Even though the acting isn't nearly animated enough and the directing belabors sight gags over substance, The City That Cried Wolf will have you simultaneously groaning and laughing thanks to Brooks Reeve's hysterical puns. Whereas Jasper Fforde works the plot into a coherent strand, Reeve tweaks the story (whether it fits Jack B. Nimble's investigation of Mayor Dumpty's murder or not) to pack in anything that might get a laugh. His best moments are perversions of the classics: Little Bo Peep is a dancer at the Hey Diddle Diddle (best known for its "hickory dickory daiquiris"), and for a price, you can sample Miss Muffet's toffets.
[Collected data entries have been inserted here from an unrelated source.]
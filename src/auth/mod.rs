use chrono::{Duration, Utc};
use jsonwebtoken::{decode, encode, DecodingKey, EncodingKey, Header, Validation};
use serde::{Deserialize, Serialize};
use thiserror::Error;
use uuid::Uuid;

use crate::config::AuthConfig;

#[derive(Debug, Serialize, Deserialize)]
pub struct Claims {
    pub sub: Uuid,
    pub iat: i64,
    pub exp: i64,
}

/// Access/refresh token pair sharing the same `{sub}` payload. The refresh
/// token is additionally stored in an HTTP-only cookie by the auth handlers.
#[derive(Debug, Clone)]
pub struct TokenPair {
    pub access_token: String,
    pub refresh_token: String,
}

#[derive(Debug, Error)]
pub enum AuthError {
    #[error("JWT secret not configured")]
    MissingSecret,

    #[error("Token generation failed: {0}")]
    TokenGeneration(String),

    #[error("Invalid or expired token")]
    InvalidToken,
}

/// Issues a fresh access/refresh pair for the user. Called on register,
/// login, and refresh alike (refresh rotates both tokens).
pub fn issue_token_pair(config: &AuthConfig, user_id: Uuid) -> Result<TokenPair, AuthError> {
    let access_token = sign(config, user_id, ttl_to_duration(&config.access_token_ttl))?;
    let refresh_token = sign(config, user_id, ttl_to_duration(&config.refresh_token_ttl))?;
    Ok(TokenPair {
        access_token,
        refresh_token,
    })
}

fn sign(config: &AuthConfig, user_id: Uuid, ttl: Duration) -> Result<String, AuthError> {
    if config.jwt_secret.is_empty() {
        return Err(AuthError::MissingSecret);
    }

    let now = Utc::now();
    let claims = Claims {
        sub: user_id,
        iat: now.timestamp(),
        exp: (now + ttl).timestamp(),
    };

    encode(
        &Header::default(),
        &claims,
        &EncodingKey::from_secret(config.jwt_secret.as_bytes()),
    )
    .map_err(|e| AuthError::TokenGeneration(e.to_string()))
}

/// Verifies signature and expiry and returns the claims.
pub fn verify_token(config: &AuthConfig, token: &str) -> Result<Claims, AuthError> {
    if config.jwt_secret.is_empty() {
        return Err(AuthError::MissingSecret);
    }

    let decoding_key = DecodingKey::from_secret(config.jwt_secret.as_bytes());
    let token_data = decode::<Claims>(token, &decoding_key, &Validation::default())
        .map_err(|_| AuthError::InvalidToken)?;

    Ok(token_data.claims)
}

/// Converts a duration string like `"15m"` or `"7d"` into a duration.
/// A bare number is treated as seconds.
pub fn ttl_to_duration(value: &str) -> Duration {
    let trimmed = value.trim();
    let digits: String = trimmed.chars().take_while(|c| c.is_ascii_digit()).collect();
    let amount: i64 = digits.parse().unwrap_or(0);

    match trimmed[digits.len()..].trim() {
        "m" => Duration::minutes(amount),
        "h" => Duration::hours(amount),
        "d" => Duration::days(amount),
        "w" => Duration::weeks(amount),
        _ => Duration::seconds(amount),
    }
}

#[cfg(test)]
mod tests {
    use super::*;

    fn test_config() -> AuthConfig {
        AuthConfig {
            jwt_secret: "test-secret".to_string(),
            access_token_ttl: "15m".to_string(),
            refresh_token_ttl: "7d".to_string(),
            cookie_domain: None,
        }
    }

    #[test]
    fn duration_strings_convert_to_expected_lengths() {
        assert_eq!(ttl_to_duration("30s").num_milliseconds(), 30_000);
        assert_eq!(ttl_to_duration("15m").num_minutes(), 15);
        assert_eq!(ttl_to_duration("2h").num_hours(), 2);
        assert_eq!(ttl_to_duration("7d").num_days(), 7);
        assert_eq!(ttl_to_duration("1w").num_days(), 7);
        // bare number means seconds
        assert_eq!(ttl_to_duration("90").num_seconds(), 90);
    }

    #[test]
    fn issued_tokens_verify_and_carry_the_user_id() {
        let config = test_config();
        let user_id = Uuid::new_v4();

        let pair = issue_token_pair(&config, user_id).unwrap();
        let access = verify_token(&config, &pair.access_token).unwrap();
        let refresh = verify_token(&config, &pair.refresh_token).unwrap();

        assert_eq!(access.sub, user_id);
        assert_eq!(refresh.sub, user_id);
        // refresh outlives access
        assert!(refresh.exp > access.exp);
    }

    #[test]
    fn tampered_tokens_are_rejected() {
        let config = test_config();
        let pair = issue_token_pair(&config, Uuid::new_v4()).unwrap();

        let mut forged = pair.access_token.clone();
        forged.push('x');
        assert!(matches!(
            verify_token(&config, &forged),
            Err(AuthError::InvalidToken)
        ));

        let other = AuthConfig {
            jwt_secret: "another-secret".to_string(),
            ..test_config()
        };
        assert!(matches!(
            verify_token(&other, &pair.access_token),
            Err(AuthError::InvalidToken)
        ));
    }

    #[test]
    fn empty_secret_is_refused() {
        let config = AuthConfig {
            jwt_secret: String::new(),
            ..test_config()
        };
        assert!(matches!(
            issue_token_pair(&config, Uuid::new_v4()),
            Err(AuthError::MissingSecret)
        ));
    }
}
async fn ensure_slug_free(
    state: &AppState,
    slug: &str,
    exclude_id: Option<i64>,
) -> Result<(), ApiError> {
    let existing: Option<i64> = sqlx::query_scalar("SELECT id FROM smartphones WHERE slug = $1")
        .bind(slug)
        .fetch_optional(&state.pool)
        .await?;

    match existing {
        Some(id) if Some(id) != exclude_id => {
            Err(ApiError::conflict("Smartphone with this slug already exists"))
        }
        _ => Ok(()),
    }
}

fn normalize_gallery(state: &AppState, phone: &mut Smartphone) {
    for url in &mut phone.gallery {
        *url = resolve_asset_url(&state.config.asset_base_url, url);
    }
}

#[cfg(test)]
mod tests {
    use super::*;
    use serde_json::Value;

    #[test]
    fn default_listing_filters_to_active_rows() {
        let params = SmartphoneListParams::default();
        let predicate = build_predicate(&params);
        assert_eq!(predicate.where_sql(), "WHERE \"active\" = $1");
        assert_eq!(predicate.params()[0], Value::Bool(true));
        assert_eq!(params.skip(), 0);
        assert_eq!(params.take(), DEFAULT_PAGE_SIZE);
    }

    #[test]
    fn structured_filters_stack_with_and() {
        let params = SmartphoneListParams {
            color: Some("black".to_string()),
            capacity: Some("256".to_string()),
            min_price: Some("100".to_string()),
            max_price: Some("900.50".to_string()),
            ..Default::default()
        };

        let predicate = build_predicate(&params);
        assert_eq!(
            predicate.where_sql(),
            "WHERE \"active\" = $1 AND \"color\" = $2 AND \"capacity\" = $3 \
             AND \"price\" >= $4 AND \"price\" <= $5"
        );
        assert_eq!(predicate.params()[2], Value::from(256));
        assert_eq!(predicate.params()[4], Value::from(900.50));
    }

    #[test]
    fn unparseable_numeric_filters_are_ignored() {
        let params = SmartphoneListParams {
            capacity: Some("lots".to_string()),
            min_price: Some("".to_string()),
            ..Default::default()
        };
        let predicate = build_predicate(&params);
        assert_eq!(predicate.where_sql(), "WHERE \"active\" = $1");
    }

    #[test]
    fn search_tokens_become_and_joined_or_groups() {
        let params = SmartphoneListParams {
            search: Some("iphone 256".to_string()),
            ..Default::default()
        };

        let predicate = build_predicate(&params);
        let sql = predicate.where_sql();

        // non-numeric token matches the text columns
        assert!(sql.contains("(\"name\" ILIKE $2 OR \"slug\" ILIKE $3 OR \"color\" ILIKE $4)"));
        // numeric token additionally matches capacity exactly
        assert!(sql.contains(
            "(\"name\" ILIKE $5 OR \"slug\" ILIKE $6 OR \"color\" ILIKE $7 \
             OR \"capacity\" = $8)"
        ));
        // groups are AND-joined
        assert_eq!(sql.matches(" AND ").count(), 2);
    }

    #[test]
    fn inactive_rows_are_reachable_on_request() {
        let params = SmartphoneListParams {
            active: Some("false".to_string()),
            ..Default::default()
        };
        let predicate = build_predicate(&params);
        assert_eq!(predicate.params()[0], Value::Bool(false));
    }

    #[test]
    fn take_is_clamped() {
        let params = SmartphoneListParams {
            take: Some("100000".to_string()),
            skip: Some("-5".to_string()),
            ..Default::default()
        };
        assert_eq!(params.take(), 100);
        assert_eq!(params.skip(), 0);
    }

    #[test]
    fn create_validation_reports_every_failing_field() {
        let request = CreateSmartphoneRequest {
            name: "".to_string(),
            slug: " ".to_string(),
            color: "Black".to_string(),
            capacity: 0,
            price: -1.0,
            description: String::new(),
            short_description: String::new(),
            active: None,
        };

        let err = request.validate().unwrap_err();
        match err {
            ApiError::ValidationError { field_errors, .. } => {
                let fields = field_errors.unwrap();
                assert_eq!(fields.len(), 4);
                assert!(fields.contains_key("name"));
                assert!(fields.contains_key("slug"));
                assert!(fields.contains_key("capacity"));
                assert!(fields.contains_key("price"));
            }
            other => panic!("expected validation error, got {:?}", other),
        }
    }
}
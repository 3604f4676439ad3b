//! Explicit SQL predicate construction.
//!
//! List endpoints assemble their `WHERE` clauses through [`Predicate`]: each
//! filter becomes a named clause appended only when its input is present, and
//! the clauses are combined with `AND`. Parameters are collected alongside so
//! the final SQL is fully parameterized.

use serde_json::Value;
use sqlx::postgres::PgArguments;
use sqlx::FromRow;

/// Accumulates named predicate clauses combined with `AND`.
#[derive(Debug, Default)]
pub struct Predicate {
    clauses: Vec<String>,
    params: Vec<Value>,
}

impl Predicate {
    pub fn new() -> Self {
        Self::default()
    }

    fn bind(&mut self, value: Value) -> String {
        self.params.push(value);
        format!("${}", self.params.len())
    }

    pub fn equals(&mut self, column: &str, value: impl Into<Value>) {
        let p = self.bind(value.into());
        self.clauses.push(format!("\"{}\" = {}", column, p));
    }

    pub fn not_equals(&mut self, column: &str, value: impl Into<Value>) {
        let p = self.bind(value.into());
        self.clauses.push(format!("\"{}\" <> {}", column, p));
    }

    pub fn gte(&mut self, column: &str, value: impl Into<Value>) {
        let p = self.bind(value.into());
        self.clauses.push(format!("\"{}\" >= {}", column, p));
    }

    pub fn lte(&mut self, column: &str, value: impl Into<Value>) {
        let p = self.bind(value.into());
        self.clauses.push(format!("\"{}\" <= {}", column, p));
    }

    /// Case-insensitive substring match.
    pub fn contains(&mut self, column: &str, term: &str) {
        let p = self.bind(Value::String(format!("%{}%", escape_like(term))));
        self.clauses.push(format!("\"{}\" ILIKE {}", column, p));
    }

    /// Exact membership in a text-array column.
    pub fn array_has(&mut self, column: &str, value: &str) {
        let p = self.bind(Value::String(value.to_string()));
        self.clauses.push(format!("{} = ANY(\"{}\")", p, column));
    }

    /// Adds a parenthesized OR-group of alternatives. A group that ends up
    /// with no alternatives contributes nothing.
    pub fn any(&mut self, build: impl FnOnce(&mut OrGroup<'_>)) {
        let mut group = OrGroup {
            params: &mut self.params,
            alternatives: Vec::new(),
        };
        build(&mut group);
        let alternatives = group.alternatives;
        if !alternatives.is_empty() {
            self.clauses.push(format!("({})", alternatives.join(" OR ")));
        }
    }

    pub fn is_empty(&self) -> bool {
        self.clauses.is_empty()
    }

    /// `WHERE …` fragment, or an empty string when no clause was added.
    pub fn where_sql(&self) -> String {
        if self.clauses.is_empty() {
            String::new()
        } else {
            format!("WHERE {}", self.clauses.join(" AND "))
        }
    }

    pub fn params(&self) -> &[Value] {
        &self.params
    }
}

/// Alternatives within one OR-group; parameters land in the parent predicate.
pub struct OrGroup<'a> {
    params: &'a mut Vec<Value>,
    alternatives: Vec<String>,
}

impl OrGroup<'_> {
    fn bind(&mut self, value: Value) -> String {
        self.params.push(value);
        format!("${}", self.params.len())
    }

    pub fn equals(&mut self, column: &str, value: impl Into<Value>) {
        let p = self.bind(value.into());
        self.alternatives.push(format!("\"{}\" = {}", column, p));
    }

    pub fn contains(&mut self, column: &str, term: &str) {
        let p = self.bind(Value::String(format!("%{}%", escape_like(term))));
        self.alternatives.push(format!("\"{}\" ILIKE {}", column, p));
    }
}

/// Accumulates `SET` assignments for partial updates; columns absent from the
/// patch are never touched.
#[derive(Debug, Default)]
pub struct UpdateSet {
    assignments: Vec<String>,
    params: Vec<Value>,
}

impl UpdateSet {
    pub fn new() -> Self {
        Self::default()
    }

    pub fn set(&mut self, column: &str, value: impl Into<Value>) {
        self.params.push(value.into());
        self.assignments
            .push(format!("\"{}\" = ${}", column, self.params.len()));
    }

    pub fn set_null(&mut self, column: &str) {
        self.assignments.push(format!("\"{}\" = NULL", column));
    }

    /// Raw assignment for SQL-side expressions such as `NOW()`.
    pub fn set_raw(&mut self, assignment: &str) {
        self.assignments.push(assignment.to_string());
    }

    pub fn is_empty(&self) -> bool {
        self.assignments.is_empty()
    }

    /// Builds `UPDATE … RETURNING *` keyed on `id`, always touching
    /// `updated_at`. The id is bound as the final parameter.
    pub fn into_update_sql(mut self, table: &str, id: i64) -> (String, Vec<Value>) {
        self.assignments.push("\"updated_at\" = NOW()".to_string());
        self.params.push(Value::from(id));
        let sql = format!(
            "UPDATE \"{}\" SET {} WHERE \"id\" = ${} RETURNING *",
            table,
            self.assignments.join(", "),
            self.params.len()
        );
        (sql, self.params)
    }
}

fn escape_like(term: &str) -> String {
    term.replace('\\', "\\\\")
        .replace('%', "\\%")
        .replace('_', "\\_")
}

/// Bind collected JSON parameters onto a `query_as` statement.
pub fn bind_values<'q, T>(
    mut q: sqlx::query::QueryAs<'q, sqlx::Postgres, T, PgArguments>,
    params: &'q [Value],
) -> sqlx::query::QueryAs<'q, sqlx::Postgres, T, PgArguments>
where
    T: for<'r> FromRow<'r, sqlx::postgres::PgRow>,
{
    for p in params {
        q = match p {
            Value::Null => {
                let none: Option<String> = None;
                q.bind(none)
            }
            Value::Bool(b) => q.bind(*b),
            Value::Number(n) => bind_number_as(q, n),
            Value::String(s) => q.bind(s),
            Value::Array(arr) => {
                let strings: Vec<String> = arr
                    .iter()
                    .filter_map(|v| v.as_str().map(String::from))
                    .collect();
                q.bind(strings)
            }
            Value::Object(_) => q.bind(p.clone()), // JSONB
        };
    }
    q
}

/// Bind collected JSON parameters onto a plain statement (counts).
pub fn bind_values_query<'q>(
    mut q: sqlx::query::Query<'q, sqlx::Postgres, PgArguments>,
    params: &'q [Value],
) -> sqlx::query::Query<'q, sqlx::Postgres, PgArguments> {
    for p in params {
        q = match p {
            Value::Null => {
                let none: Option<String> = None;
                q.bind(none)
            }
            Value::Bool(b) => q.bind(*b),
            Value::Number(n) => bind_number(q, n),
            Value::String(s) => q.bind(s),
            Value::Array(arr) => {
                let strings: Vec<String> = arr
                    .iter()
                    .filter_map(|v| v.as_str().map(String::from))
                    .collect();
                q.bind(strings)
            }
            Value::Object(_) => q.bind(p.clone()),
        };
    }
    q
}

fn bind_number_as<'q, T>(
    q: sqlx::query::QueryAs<'q, sqlx::Postgres, T, PgArguments>,
    n: &serde_json::Number,
) -> sqlx::query::QueryAs<'q, sqlx::Postgres, T, PgArguments>
where
    T: for<'r> FromRow<'r, sqlx::postgres::PgRow>,
{
    if let Some(i) = n.as_i64() {
        q.bind(i)
    } else if let Some(f) = n.as_f64() {
        q.bind(f)
    } else {
        q.bind(n.to_string())
    }
}

fn bind_number<'q>(
    q: sqlx::query::Query<'q, sqlx::Postgres, PgArguments>,
    n: &serde_json::Number,
) -> sqlx::query::Query<'q, sqlx::Postgres, PgArguments> {
    if let Some(i) = n.as_i64() {
        q.bind(i)
    } else if let Some(f) = n.as_f64() {
        q.bind(f)
    } else {
        q.bind(n.to_string())
    }
}

#[cfg(test)]
mod tests {
    use super::*;

    #[test]
    fn empty_predicate_produces_no_where_clause() {
        let p = Predicate::new();
        assert!(p.is_empty());
        assert_eq!(p.where_sql(), "");
        assert!(p.params().is_empty());
    }

    #[test]
    fn clauses_are_joined_with_and() {
        let mut p = Predicate::new();
        p.equals("color", "black");
        p.gte("price", 100);
        p.lte("price", 500);

        assert_eq!(
            p.where_sql(),
            "WHERE \"color\" = $1 AND \"price\" >= $2 AND \"price\" <= $3"
        );
        assert_eq!(p.params().len(), 3);
    }

    #[test]
    fn or_group_wraps_alternatives_in_parens() {
        let mut p = Predicate::new();
        p.equals("active", true);
        p.any(|or| {
            or.contains("name", "iphone");
            or.contains("slug", "iphone");
            or.equals("capacity", 128);
        });

        assert_eq!(
            p.where_sql(),
            "WHERE \"active\" = $1 AND (\"name\" ILIKE $2 OR \"slug\" ILIKE $3 OR \"capacity\" = $4)"
        );
        assert_eq!(p.params()[1], Value::String("%iphone%".to_string()));
        assert_eq!(p.params()[3], Value::from(128));
    }

    #[test]
    fn empty_or_group_contributes_nothing() {
        let mut p = Predicate::new();
        p.any(|_| {});
        assert!(p.is_empty());
    }

    #[test]
    fn like_metacharacters_are_escaped() {
        let mut p = Predicate::new();
        p.contains("name", "100%_plus");
        assert_eq!(
            p.params()[0],
            Value::String("%100\\%\\_plus%".to_string())
        );
    }

    #[test]
    fn array_membership_uses_any() {
        let mut p = Predicate::new();
        p.array_has("tags", "rust");
        assert_eq!(p.where_sql(), "WHERE $1 = ANY(\"tags\")");
    }

    #[test]
    fn update_set_binds_id_last_and_touches_updated_at() {
        let mut u = UpdateSet::new();
        u.set("name", "iPhone 15");
        u.set_null("published_at");
        let (sql, params) = u.into_update_sql("blog_posts", 7);

        assert_eq!(
            sql,
            "UPDATE \"blog_posts\" SET \"name\" = $1, \"published_at\" = NULL, \
             \"updated_at\" = NOW() WHERE \"id\" = $2 RETURNING *"
        );
        assert_eq!(params.last(), Some(&Value::from(7)));
    }
}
A pity the rest of the show isn't as clever.

[Read on]

Cut to the Chase


It takes Cut to the Chase little under five minutes to do exactly that: hyperactive Dilly (Laura Dillman), clad in a bellhop's costume and armed with an infectious laugh, introduces the cast: Dobson (Mike Dobson), the dour drummer; The Great Jeske (Joel Jeske), the director; Julietta Massina (Juliet Jeske), the singing diva; Kasper (Ryan Kasprzak), the lovable scamp; Little Angela (Andrea Kehler), the annoying tease; and Roland Derek (Derek Roland), the lanky illusionist. In of itself, that's not impressive; however, this talented ensemble then continues to entertain both the young and the young at heart for the next hour in a mash of silent comedy and parodies of old song standards like "Shine on Harvest Moon." Mark Lonergan's direction seamlessly uses three farcically placed doors and a few sliding curtains to break out (among many many other things) a tap-triggered light show and a balloon-drumming exhibition. Great fun, for all ages.

[Read on]

Monday, December 17, 2007

Scapin

What you're looking at above is the almost unbearably bright production of Scapin currently running at the Turtle's Shell Theater, and at Jay Painter (with guitar), the man who is running off with the show. You'll laugh hysterically at the over-the-top antics to be found in this production, but it's hardly Moliere's Scapin anymore (though even he couldn't write all that much clever into this straightforward farce), it's Scapin! with an exclamation point. The problem the show faces is that Painter makes all the other actors look sluggish, so unless he's on stage (a tricky challenge, since he mainly plays pre-show and mid-show entertainment along with being a porter), Shawn Rozsa's direction seems pretty flat. There are some nice moments, particularly from John Freimann's pitiable Geronte (one of the two misers Scapin tricks out of their money -- for the sake of their sons!), but the glass of this scatterbrained production seems half-empty all too often.